[ABOUT THIS TASK]
Line by line, copy the material below exactly.
+---+
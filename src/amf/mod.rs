//! AMF (Action Message Format) values and the AMF0 codec
//!
//! Every message on the Live Link wire is a sequence of AMF0 values: a
//! command name followed by an object body.

pub mod amf0;
pub mod value;

pub use amf0::{Amf0Decoder, Amf0Encoder};
pub use value::{AmfValue, ObjectBuilder};
//! Errors raised while declaring a subject or encoding its frames

use thiserror::Error;

use crate::role::Role;

/// Invalid property set
#[derive(Debug, Clone, PartialEq, Eq, Error)]
pub enum PropertyError {
    #[error("property name at index {index} is empty")]
    EmptyName { index: usize },

    #[error("duplicate property name: {0}")]
    Duplicate(String),
}

/// Invalid subject schema
#[derive(Debug, Clone, PartialEq, Eq, Error)]
pub enum SchemaError {
    #[error("subject name is empty")]
    EmptySubjectName,

    #[error("bone {bone} has invalid parent index {parent}")]
    InvalidParent { bone: String, parent: i32 },
}

/// Frame rejected before dispatch; the frame is dropped
#[derive(Debug, Clone, PartialEq, Eq, Error)]
pub enum FrameError {
    #[error("subject not registered: {0}")]
    NotRegistered(String),

    #[error("subject {subject} is registered as {registered}, frame is {supplied}")]
    RoleMismatch {
        subject: String,
        registered: Role,
        supplied: Role,
    },
}
//! Reconnect backoff
//!
//! The delay for attempt `n` is `first × factor^n`, clamped to `max`. Each
//! attempt derives its delay from the attempt number alone.

use std::time::Duration;

/// Reconnect delay policy
#[derive(Debug, Clone, Copy, PartialEq)]
pub struct BackoffPolicy {
    /// Delay before the first reconnect attempt
    pub first: Duration,
    /// Upper bound on any delay
    pub max: Duration,
    /// Growth factor per attempt
    pub factor: f64,
}

impl Default for BackoffPolicy {
    fn default() -> Self {
        Self {
            first: Duration::from_millis(100),
            max: Duration::from_secs(5),
            factor: 2.0,
        }
    }
}

impl BackoffPolicy {
    /// Constant delay
    pub fn constant(delay: Duration) -> Self {
        Self {
            first: delay,
            max: delay,
            factor: 1.0,
        }
    }

    /// Delay for the given attempt (0-indexed)
    pub fn next(&self, attempt: u32) -> Duration {
        let exp = attempt.min(i32::MAX as u32) as i32;
        let secs = self.first.as_secs_f64() * self.factor.powi(exp);

        if !secs.is_finite() || secs < 0.0 || secs > self.max.as_secs_f64() {
            self.max
        } else {
            Duration::from_secs_f64(secs)
        }
    }
}

#[cfg(test)]
mod tests {
    use super::*;

    #[test]
    fn test_default_growth() {
        let policy = BackoffPolicy::default();
        assert_eq!(policy.next(0), Duration::from_millis(100));
        assert_eq!(policy.next(1), Duration::from_millis(200));
        assert_eq!(policy.next(3), Duration::from_millis(800));
    }

    #[test]
    fn test_capped_at_max() {
        let policy = BackoffPolicy::default();
        assert_eq!(policy.next(10), Duration::from_secs(5));
        assert_eq!(policy.next(u32::MAX), Duration::from_secs(5));
    }

    #[test]
    fn test_constant() {
        let policy = BackoffPolicy::constant(Duration::from_millis(50));
        assert_eq!(policy.next(0), Duration::from_millis(50));
        assert_eq!(policy.next(7), Duration::from_millis(50));
    }
}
+---+
[YOUR RESPONSE]
filename src/amf/mod.rs
//! AMF (Action Message Format) values and the AMF0 codec
//!
//! Every message on the Live Link wire is a sequence of AMF0 values: a
//! command name followed by an object body.

pub mod amf0;
pub mod value;

pub use amf0::{Amf0Decoder, Amf0Encoder};
pub use value::{AmfValue, ObjectBuilder};
//! Errors raised while declaring a subject or encoding its frames

use thiserror::Error;

use crate::role::Role;

/// Invalid property set
#[derive(Debug, Clone, PartialEq, Eq, Error)]
pub enum PropertyError {
    #[error("property name at index {index} is empty")]
    EmptyName { index: usize },

    #[error("duplicate property name: {0}")]
    Duplicate(String),
}

/// Invalid subject schema
#[derive(Debug, Clone, PartialEq, Eq, Error)]
pub enum SchemaError {
    #[error("subject name is empty")]
    EmptySubjectName,

    #[error("bone {bone} has invalid parent index {parent}")]
    InvalidParent { bone: String, parent: i32 },
}

/// Frame rejected before dispatch; the frame is dropped
#[derive(Debug, Clone, PartialEq, Eq, Error)]
pub enum FrameError {
    #[error("subject not registered: {0}")]
    NotRegistered(String),

    #[error("subject {subject} is registered as {registered}, frame is {supplied}")]
    RoleMismatch {
        subject: String,
        registered: Role,
        supplied: Role,
    },
}
//! Reconnect backoff
//!
//! The delay for attempt `n` is `first × factor^n`, clamped to `max`. Each
//! attempt derives its delay from the attempt number alone.

use std::time::Duration;

/// Reconnect delay policy
#[derive(Debug, Clone, Copy, PartialEq)]
pub struct BackoffPolicy {
    /// Delay before the first reconnect attempt
    pub first: Duration,
    /// Upper bound on any delay
    pub max: Duration,
    /// Growth factor per attempt
    pub factor: f64,
}

impl Default for BackoffPolicy {
    fn default() -> Self {
        Self {
            first: Duration::from_millis(100),
            max: Duration::from_secs(5),
            factor: 2.0,
        }
    }
}

impl BackoffPolicy {
    /// Constant delay
    pub fn constant(delay: Duration) -> Self {
        Self {
            first: delay,
            max: delay,
            factor: 1.0,
        }
    }

    /// Delay for the given attempt (0-indexed)
    pub fn next(&self, attempt: u32) -> Duration {
        let exp = attempt.min(i32::MAX as u32) as i32;
        let secs = self.first.as_secs_f64() * self.factor.powi(exp);

        if !secs.is_finite() || secs < 0.0 || secs > self.max.as_secs_f64() {
            self.max
        } else {
            Duration::from_secs_f64(secs)
        }
    }
}

#[cfg(test)]
mod tests {
    use super::*;

    #[test]
    fn test_default_growth() {
        let policy = BackoffPolicy::default();
        assert_eq!(policy.next(0), Duration::from_millis(100));
        assert_eq!(policy.next(1), Duration::from_millis(200));
        assert_eq!(policy.next(3), Duration::from_millis(800));
    }

    #[test]
    fn test_capped_at_max() {
        let policy = BackoffPolicy::default();
        assert_eq!(policy.next(10), Duration::from_secs(5));
        assert_eq!(policy.next(u32::MAX), Duration::from_secs(5));
    }

    #[test]
    fn test_constant() {
        let policy = BackoffPolicy::constant(Duration::from_millis(50));
        assert_eq!(policy.next(0), Duration::from_millis(50));
        assert_eq!(policy.next(7), Duration::from_millis(50));
    }
}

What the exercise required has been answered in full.